Below are records; give the number of their lines that hold the word "judge", and write nothing more.

--- START ---

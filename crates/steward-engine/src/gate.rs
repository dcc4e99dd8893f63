//! Safety gate — invariant checks that stand between a proposal and the
//! topology mutator.

use tracing::{debug, warn};

use steward_core::{GateState, Proposal, SafetyThresholds};

/// Error rate above which the system is too unstable to judge a change.
const STABILITY_MAX_ERROR_RATE: f64 = 1.0;
/// P99 latency above which the system is too unstable to judge a change.
const STABILITY_MAX_P99_MS: f64 = 500.0;
/// Maximum projected degradation tolerated for critical services.
const CRITICAL_DEGRADATION_MAX_PERCENT: f64 = 5.0;

/// Outcome of gating one proposal.
#[derive(Debug, Clone, PartialEq)]
pub enum GateVerdict {
    /// All checks passed; execution may proceed.
    Approved,
    /// The system is not stable enough to judge the change. Not a
    /// rejection — the proposal is re-evaluated next cycle.
    Deferred { reasons: Vec<String> },
    /// One or more invariants would be violated; execution is blocked.
    Blocked { reasons: Vec<String> },
}

impl GateVerdict {
    pub fn allowed(&self) -> bool {
        matches!(self, GateVerdict::Approved)
    }

    /// Reasons for a non-approved verdict, empty when approved.
    pub fn reasons(&self) -> &[String] {
        match self {
            GateVerdict::Approved => &[],
            GateVerdict::Deferred { reasons } | GateVerdict::Blocked { reasons } => reasons,
        }
    }
}

/// Validate a proposal against the safety invariants.
///
/// Four independent checks; all must pass:
/// 1. Stability — the system must be calm enough to attribute any
///    post-change regression to the change. Failure defers.
/// 2. Resource delta — projected CPU/memory increase within bounds,
///    including the projected latency increase.
/// 3. Availability — projected availability stays above the floor.
/// 4. Critical-service protection — no critical service may see more
///    than 5% projected degradation.
///
/// Every failing check contributes a reason; nothing fails silently.
pub fn validate(
    proposal: &Proposal,
    state: &GateState,
    thresholds: &SafetyThresholds,
) -> GateVerdict {
    // 1. Stability. An unstable system defers rather than rejects: the
    // same proposal may be fine once the error rate settles.
    let mut defer_reasons = Vec::new();
    if state.error_rate >= STABILITY_MAX_ERROR_RATE {
        defer_reasons.push(format!(
            "error rate {:.2}% >= {STABILITY_MAX_ERROR_RATE:.0}% stability bound",
            state.error_rate
        ));
    }
    if state.p99_latency_ms >= STABILITY_MAX_P99_MS {
        defer_reasons.push(format!(
            "p99 latency {:.0}ms >= {STABILITY_MAX_P99_MS:.0}ms stability bound",
            state.p99_latency_ms
        ));
    }
    if !defer_reasons.is_empty() {
        debug!(kind = ?proposal.kind, reasons = ?defer_reasons, "proposal deferred");
        return GateVerdict::Deferred {
            reasons: defer_reasons,
        };
    }

    let mut reasons = Vec::new();

    // 2. Resource delta.
    if proposal.resource_delta_percent > thresholds.max_resource_increase_percent {
        reasons.push(format!(
            "resource increase {:.1}% exceeds cap {:.1}%",
            proposal.resource_delta_percent, thresholds.max_resource_increase_percent
        ));
    }
    if proposal.latency_impact_ms > thresholds.max_latency_increase_ms {
        reasons.push(format!(
            "latency increase {:.0}ms exceeds cap {:.0}ms",
            proposal.latency_impact_ms, thresholds.max_latency_increase_ms
        ));
    }

    // 3. Availability.
    let projected = state.availability_percent + proposal.availability_gain_percent
        - proposal.availability_risk_percent;
    if projected < thresholds.min_availability_percent {
        reasons.push(format!(
            "projected availability {projected:.2}% below floor {:.2}%",
            thresholds.min_availability_percent
        ));
    }

    // 4. Critical-service protection. Cluster-wide actions touch every
    // service, so the presence of any critical service counts.
    let touches_critical = proposal.target == "cluster"
        || state.critical_services.iter().any(|s| *s == proposal.target);
    if touches_critical
        && proposal.performance_impact_percent > CRITICAL_DEGRADATION_MAX_PERCENT
        && !state.critical_services.is_empty()
    {
        reasons.push(format!(
            "projected {:.1}% degradation on critical services exceeds {CRITICAL_DEGRADATION_MAX_PERCENT:.0}%",
            proposal.performance_impact_percent
        ));
    }

    if reasons.is_empty() {
        debug!(kind = ?proposal.kind, target = %proposal.target, "proposal approved");
        GateVerdict::Approved
    } else {
        warn!(kind = ?proposal.kind, reasons = ?reasons, "proposal blocked");
        GateVerdict::Blocked { reasons }
    }
}

#[cfg(test)]
mod tests {
    use super::*;
    use steward_core::ProposalKind;

    fn stable_state() -> GateState {
        GateState {
            error_rate: 0.3,
            p99_latency_ms: 120.0,
            availability_percent: 99.7,
            critical_services: vec!["checkout".to_string()],
        }
    }

    fn benign_proposal() -> Proposal {
        Proposal {
            kind: ProposalKind::ScaleDown,
            target: "cluster".to_string(),
            action: "scale down".to_string(),
            estimated_cost: None,
            estimated_savings: Some(35.0),
            confidence: 0.8,
            priority: 2,
            resource_delta_percent: -20.0,
            availability_gain_percent: 0.0,
            availability_risk_percent: 1.0,
            performance_impact_percent: 2.0,
            latency_impact_ms: 5.0,
        }
    }

    #[test]
    fn benign_proposal_is_approved() {
        let verdict = validate(&benign_proposal(), &stable_state(), &SafetyThresholds::default());
        assert_eq!(verdict, GateVerdict::Approved);
        assert!(verdict.allowed());
        assert!(verdict.reasons().is_empty());
    }

    #[test]
    fn unstable_error_rate_defers() {
        let mut state = stable_state();
        state.error_rate = 2.5;

        let verdict = validate(&benign_proposal(), &state, &SafetyThresholds::default());
        assert!(matches!(verdict, GateVerdict::Deferred { .. }));
        assert!(verdict.reasons()[0].contains("error rate"));
    }

    #[test]
    fn unstable_latency_defers() {
        let mut state = stable_state();
        state.p99_latency_ms = 800.0;

        let verdict = validate(&benign_proposal(), &state, &SafetyThresholds::default());
        assert!(matches!(verdict, GateVerdict::Deferred { .. }));
    }

    #[test]
    fn oversized_resource_delta_blocks() {
        let mut proposal = benign_proposal();
        proposal.resource_delta_percent = 50.0;

        let verdict = validate(&proposal, &stable_state(), &SafetyThresholds::default());
        assert!(matches!(verdict, GateVerdict::Blocked { .. }));
        assert!(verdict.reasons()[0].contains("resource increase"));
    }

    #[test]
    fn latency_cap_blocks() {
        let mut proposal = benign_proposal();
        proposal.latency_impact_ms = 300.0;

        let verdict = validate(&proposal, &stable_state(), &SafetyThresholds::default());
        assert!(matches!(verdict, GateVerdict::Blocked { .. }));
    }

    #[test]
    fn availability_floor_blocks() {
        let mut proposal = benign_proposal();
        proposal.availability_risk_percent = 6.0;

        let verdict = validate(&proposal, &stable_state(), &SafetyThresholds::default());
        assert!(matches!(verdict, GateVerdict::Blocked { .. }));
        assert!(verdict.reasons()[0].contains("availability"));
    }

    #[test]
    fn critical_service_degradation_blocks() {
        let mut proposal = benign_proposal();
        proposal.performance_impact_percent = 8.0;

        let verdict = validate(&proposal, &stable_state(), &SafetyThresholds::default());
        assert!(matches!(verdict, GateVerdict::Blocked { .. }));
        assert!(verdict.reasons()[0].contains("critical"));
    }

    #[test]
    fn degradation_without_critical_services_passes() {
        let mut proposal = benign_proposal();
        proposal.performance_impact_percent = 8.0;
        let mut state = stable_state();
        state.critical_services.clear();

        let verdict = validate(&proposal, &state, &SafetyThresholds::default());
        assert_eq!(verdict, GateVerdict::Approved);
    }

    #[test]
    fn all_failing_checks_report_all_reasons() {
        let mut proposal = benign_proposal();
        proposal.resource_delta_percent = 50.0;
        proposal.latency_impact_ms = 500.0;
        proposal.availability_risk_percent = 10.0;
        proposal.performance_impact_percent = 9.0;

        let verdict = validate(&proposal, &stable_state(), &SafetyThresholds::default());
        assert_eq!(verdict.reasons().len(), 4);
    }
}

--- END ---

SOLUTION BELOW
3